20 Dentre os Nãotecidos que podem ser utilizados para a fabricação deste material estão os seguintes:

- Nãotecidos de Poliéster

- Nãotecidos de Viscose

- Nãotecidos de Poliamida

- Nãotecidos de outras fibras sintéticas

21 Todos os materiais têxteis listados podem conter tratamentos como impermeabilização, aditivação antimicrobiana e demais aditivações que aprimorem sua performance quando da aplicação evitando assim geração de doenças da derme causadas por bactérias, acúmulo de umidade e calor, também por ser transpirável.

22 Os polímeros termoplásticos que podem constituir a estrutura polimérica do inovador material objeto da invenção são:

- EVA (Etileno Vinil Acetato)

- Resinas lonoméricas base olefinas

- PET (Polietileno Tereftalato)

- PVC (Policloreto de Vinila)

- PC (Policarbonato)

- Poliestirenos (cristal e alto impacto)

- ABS (Acrilonitrila Butadieno Estireno)

- TPU (Poliuretanos Termoplásticos de baixo ponto de fusão)

- PCL (Policaprolactona ou demais Poliésteres Termoplásticos de baixo ponto de fusão)

- SBS (Estireno Butadieno Estireno)

- SBR (Estireno Butadieno)

- EPDM (Etileno Propileno Dieno)

23 A estrutura polimérica apresenta a seguinte composição:

- Polímero aglutinante rígido: 30 a 100 %

- Polímero reforçante: 20 a 50 %

- Polímero aglutinante macio: 0,001 a 30 %

24 Preferencialmente, a estrutura polimérica apresenta a seguinte composição:

Entre 30% e 100% em peso de Poliuretano termoplástico poliéster e/ou poli(epsílon)-caprolactona com um peso molecular médio de 80.000 g/mol e entre 20% e 50% em peso de policarbonato e/ou tereftalato de polietileno e entre 0,001 % e 30% em peso de copolímero de acetato de vinila-etileno.

25 O inovador material termoplástico para uso veterinário como imobilizador ortopédico pode ser fabricado com os seguintes arranjos:

- Nãotecido + Camada de Matriz Polimérica + Nãotecido

- Nãotecido + Camada de Matriz Polimérica + Tecido

- Nãotecido + Camada de Matriz Polimérica

- Tecido + Camada de Matriz Polimérica

- Tecido + Camada de Matriz Polimérica + Tecido

26 Exemplo de obtenção de material termoplástico para uso veterinário como imobilizador ortopédico contendo o arranjo Nãotecido + Camada de Matriz Polimérica + Tecido.

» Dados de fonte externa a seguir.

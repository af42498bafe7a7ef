//! Log-based event sink adapter.
//!
//! Implements [`EventSink`] by writing structured application events to
//! the logger (UART / USB-CDC in production).

use log::info;

use crate::app::events::{AppEvent, Sensor};
use crate::app::ports::EventSink;

/// Adapter that logs every [`AppEvent`] to the serial console.
#[derive(Debug, Default)]
pub struct LogEventSink {
    emitted: u64,
}

impl LogEventSink {
    pub fn new() -> Self {
        Self::default()
    }

    /// Events written since construction.
    pub fn emitted(&self) -> u64 {
        self.emitted
    }
}

impl EventSink for LogEventSink {
    fn emit(&mut self, event: &AppEvent) {
        self.emitted += 1;
        match event {
            AppEvent::Started {
                well_has_water,
                tank_level_low,
            } => {
                info!(
                    "START | well={} tank={}",
                    well_level(*well_has_water),
                    tank_level(*tank_level_low)
                );
            }
            AppEvent::SensorToggled { sensor, value } => match sensor {
                Sensor::Well => info!("SENSOR | well -> {}", well_level(*value)),
                Sensor::Tank => info!("SENSOR | tank -> {}", tank_level(*value)),
            },
            AppEvent::PumpChanged { running } => {
                info!("PUMP | {}", if *running { "ON" } else { "OFF" });
            }
            AppEvent::Status(s) => {
                info!(
                    "STATUS | tick={} | well={} tank={} | pump={} buzzer={}",
                    s.tick,
                    well_level(s.well_has_water),
                    tank_level(s.tank_level_low),
                    if s.pump_enabled { "ON" } else { "OFF" },
                    if s.buzzer_on { "ON" } else { "OFF" },
                );
            }
        }
    }
}

fn well_level(has_water: bool) -> &'static str {
    if has_water { "HIGH" } else { "LOW" }
}

fn tank_level(level_low: bool) -> &'static str {
    if level_low { "LOW" } else { "HIGH" }
}
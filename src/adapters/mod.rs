//! Adapters — concrete implementations of the hexagonal port traits.
//!
//! | Adapter    | Implements     | Connects to                       |
//! |------------|----------------|-----------------------------------|
//! | `hardware` | InputPort      | button GPIOs (embedded-hal pins)  |
//! |            | BuzzerPort     | buzzer GPIO                       |
//! |            | DisplayPort    | OLED text frame buffer            |
//! |            | LedStripPort   | WS2812 matrix frame buffer        |
//! | `log_sink` | EventSink      | Serial log output                 |
//! | `time`     | ClockPort      | ESP32 system timer / FreeRTOS     |

pub mod hardware;
pub mod log_sink;
pub mod time;
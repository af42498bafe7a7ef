//! Sensor subsystem — raw level switches and the debounced [`InputSampler`].

pub mod level_switch;
pub mod sampler;

pub use level_switch::LevelSwitch;
pub use sampler::{InputSampler, Toggles};
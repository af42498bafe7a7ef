//! The control loop driving the real adapter stack over fake GPIO pins.

use std::cell::Cell;
use std::convert::Infallible;
use std::rc::Rc;

use embedded_hal::digital::{ErrorKind, ErrorType, InputPin, OutputPin};

use super::mock_hw::{MockClock, RecordingSink};

use wellpump::adapters::hardware::HardwareAdapter;
use wellpump::app::service::AppService;
use wellpump::config::SystemConfig;
use wellpump::drivers::buzzer::BuzzerDriver;
use wellpump::drivers::led_matrix::LedMatrix;
use wellpump::drivers::text_display::TextDisplay;
use wellpump::render::{indicator_frame, StatusText};
use wellpump::sensors::LevelSwitch;

// ── Fake pins ─────────────────────────────────────────────────

/// Pulled-up input whose level the test controls.
#[derive(Clone)]
struct SharedInput {
    high: Rc<Cell<bool>>,
}

impl SharedInput {
    fn released() -> Self {
        Self {
            high: Rc::new(Cell::new(true)),
        }
    }

    fn hold(&self) {
        self.high.set(false);
    }

    fn release(&self) {
        self.high.set(true);
    }
}

impl ErrorType for SharedInput {
    type Error = Infallible;
}

impl InputPin for SharedInput {
    fn is_high(&mut self) -> Result<bool, Self::Error> {
        Ok(self.high.get())
    }

    fn is_low(&mut self) -> Result<bool, Self::Error> {
        Ok(!self.high.get())
    }
}

/// Input that always fails to read.
struct BrokenInput;

impl ErrorType for BrokenInput {
    type Error = ErrorKind;
}

impl InputPin for BrokenInput {
    fn is_high(&mut self) -> Result<bool, Self::Error> {
        Err(ErrorKind::Other)
    }

    fn is_low(&mut self) -> Result<bool, Self::Error> {
        Err(ErrorKind::Other)
    }
}

/// Output that counts pin writes.
#[derive(Clone, Default)]
struct SharedOutput {
    high: Rc<Cell<bool>>,
    writes: Rc<Cell<u32>>,
}

impl ErrorType for SharedOutput {
    type Error = Infallible;
}

impl OutputPin for SharedOutput {
    fn set_low(&mut self) -> Result<(), Self::Error> {
        self.high.set(false);
        self.writes.set(self.writes.get() + 1);
        Ok(())
    }

    fn set_high(&mut self) -> Result<(), Self::Error> {
        self.high.set(true);
        self.writes.set(self.writes.get() + 1);
        Ok(())
    }
}

type Adapter<A> = HardwareAdapter<A, SharedInput, SharedOutput>;

fn make_adapter<A: InputPin>(well: A, tank: SharedInput, buzzer: SharedOutput) -> Adapter<A> {
    HardwareAdapter::new(
        LevelSwitch::new(well, 5),
        LevelSwitch::new(tank, 6),
        BuzzerDriver::new(buzzer, 10),
        TextDisplay::new(),
        LedMatrix::new(),
    )
}

fn visible_texts<A: InputPin>(hw: &Adapter<A>) -> Vec<(String, i32, i32)> {
    hw.display()
        .visible()
        .iter()
        .map(|run| (run.text.as_str().to_string(), run.x, run.y))
        .collect()
}

fn expected_texts(app: &AppService) -> Vec<(String, i32, i32)> {
    StatusText::from_state(app.state())
        .placed()
        .iter()
        .map(|&(t, x, y)| (t.to_string(), x, y))
        .collect()
}

// ── Tests ─────────────────────────────────────────────────────

#[test]
fn idle_board_shows_power_on_state() {
    let well = SharedInput::released();
    let tank = SharedInput::released();
    let buzzer = SharedOutput::default();
    let mut hw = make_adapter(well, tank, buzzer.clone());
    let mut clock = MockClock::new();
    let mut sink = RecordingSink::new();
    let mut app = AppService::new(SystemConfig::default()).unwrap();

    app.cycle(&mut hw, &mut clock, &mut sink);

    assert_eq!(
        visible_texts(&hw),
        vec![
            ("POCO N: ALTO".to_string(), 2, 0),
            ("TANQUE N: ALTO".to_string(), 2, 20),
            ("BOMBA AGUA: OFF".to_string(), 2, 40),
        ]
    );
    assert_eq!(hw.matrix().latched(), &indicator_frame(app.state()));
    assert_eq!(hw.matrix().frame_count(), 1);
    assert_eq!(hw.matrix().cursor(), 0);
    assert!(!hw.buzzer().is_on());
    assert!(!buzzer.high.get());
}

#[test]
fn tank_press_runs_pump_and_sounds_buzzer_on_pin() {
    let well = SharedInput::released();
    let tank = SharedInput::released();
    let buzzer = SharedOutput::default();
    let mut hw = make_adapter(well, tank.clone(), buzzer.clone());
    let mut clock = MockClock::starting_at_ms(1_000);
    let mut sink = RecordingSink::new();
    let mut app = AppService::new(SystemConfig::default()).unwrap();

    tank.hold();
    app.cycle(&mut hw, &mut clock, &mut sink);
    tank.release();

    assert!(app.state().pump_enabled);
    assert!(hw.buzzer().is_on());
    assert!(buzzer.high.get());
    assert_eq!(visible_texts(&hw), expected_texts(&app));
    assert_eq!(hw.matrix().latched(), &indicator_frame(app.state()));

    app.cycle(&mut hw, &mut clock, &mut sink);
    assert!(!buzzer.high.get(), "buzzer alternates on the next tick");
}

#[test]
fn unchanged_buzzer_level_is_not_rewritten() {
    let buzzer = SharedOutput::default();
    let mut hw = make_adapter(
        SharedInput::released(),
        SharedInput::released(),
        buzzer.clone(),
    );
    let mut clock = MockClock::new();
    let mut sink = RecordingSink::new();
    let mut app = AppService::new(SystemConfig::default()).unwrap();
    // Construction drives the pin low once.
    assert_eq!(buzzer.writes.get(), 1);

    for _ in 0..10 {
        app.cycle(&mut hw, &mut clock, &mut sink);
    }

    assert_eq!(buzzer.writes.get(), 1);
}

#[test]
fn display_keeps_only_the_latest_frame() {
    let tank = SharedInput::released();
    let mut hw = make_adapter(
        SharedInput::released(),
        tank.clone(),
        SharedOutput::default(),
    );
    let mut clock = MockClock::new();
    let mut sink = RecordingSink::new();
    let mut app = AppService::new(SystemConfig::default()).unwrap();

    for _ in 0..3 {
        app.cycle(&mut hw, &mut clock, &mut sink);
    }
    tank.hold();
    app.cycle(&mut hw, &mut clock, &mut sink);

    assert_eq!(hw.display().flush_count(), 4);
    assert_eq!(hw.display().visible().len(), 3);
    assert_eq!(hw.display().dropped_runs(), 0);
    assert_eq!(visible_texts(&hw)[1].0, "TANQUE N: BAIXO");
}

#[test]
fn failing_input_reads_as_released() {
    let mut hw = make_adapter(
        BrokenInput,
        SharedInput::released(),
        SharedOutput::default(),
    );
    let mut clock = MockClock::new();
    let mut sink = RecordingSink::new();
    let mut app = AppService::new(SystemConfig::default()).unwrap();

    for _ in 0..5 {
        let r = app.cycle(&mut hw, &mut clock, &mut sink);
        assert!(!r.toggles.any());
    }

    assert!(app.state().well_has_water);
    assert_eq!(clock.sleeps.iter().filter(|&&ms| ms == 200).count(), 0);
}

27 Após a mistura física, estes polímeros são fundidos e laminados sobre o nãotecido spunlaced 100 % poliéster previamente e tratado com impermeabilizado e aditivação antimicrobiana e simultaneamente, recebe pela outra face o tecido plano de poliéster e/ou algodão; após passar por calandras com cilindros refrigerados ocorre a compactação e estabilização do material que é posteriormente cortado e fracionado.

28 Esta combinação entre materiais têxteis tratados com polímeros termoplásticos especiais de engenharia e seus processos de fabricação, permite que este produto seja disponibilizado na forma de chapas ou bobinas e fracionado para o formato de tiras, folhas, lâminas etc, e pode ser cortado em larguras e comprimentos desejados pelo próprio profissional no momento da aplicação do mesmo.

29 Sua estrutura têxtil e polimérica combinada possibilita que o material da invenção seja reativado termicamente através de um processo simples, prático e sem riscos de se trabalhar com temperaturas elevadas e fontes de aquecimento que possam causar riscos à quem o aplica, assim como ao paciente animal que a recebe; pode se empregar para sua reativação água aquecida a temperaturas na faixa de 60°C a 90°C e imergindo o material da inovação nesta água por tempo de 15 a 30 segundos, após sua retirada do aquecimento o mesmo encontra se maleável, colante e pode ser aplicado no membro a ser imobilizado do animal paciente tal qual uma bandagem têxtil. Ao resfriar a temperatura ambiente, o material enrijece e imobiliza o membro e seus movimentos.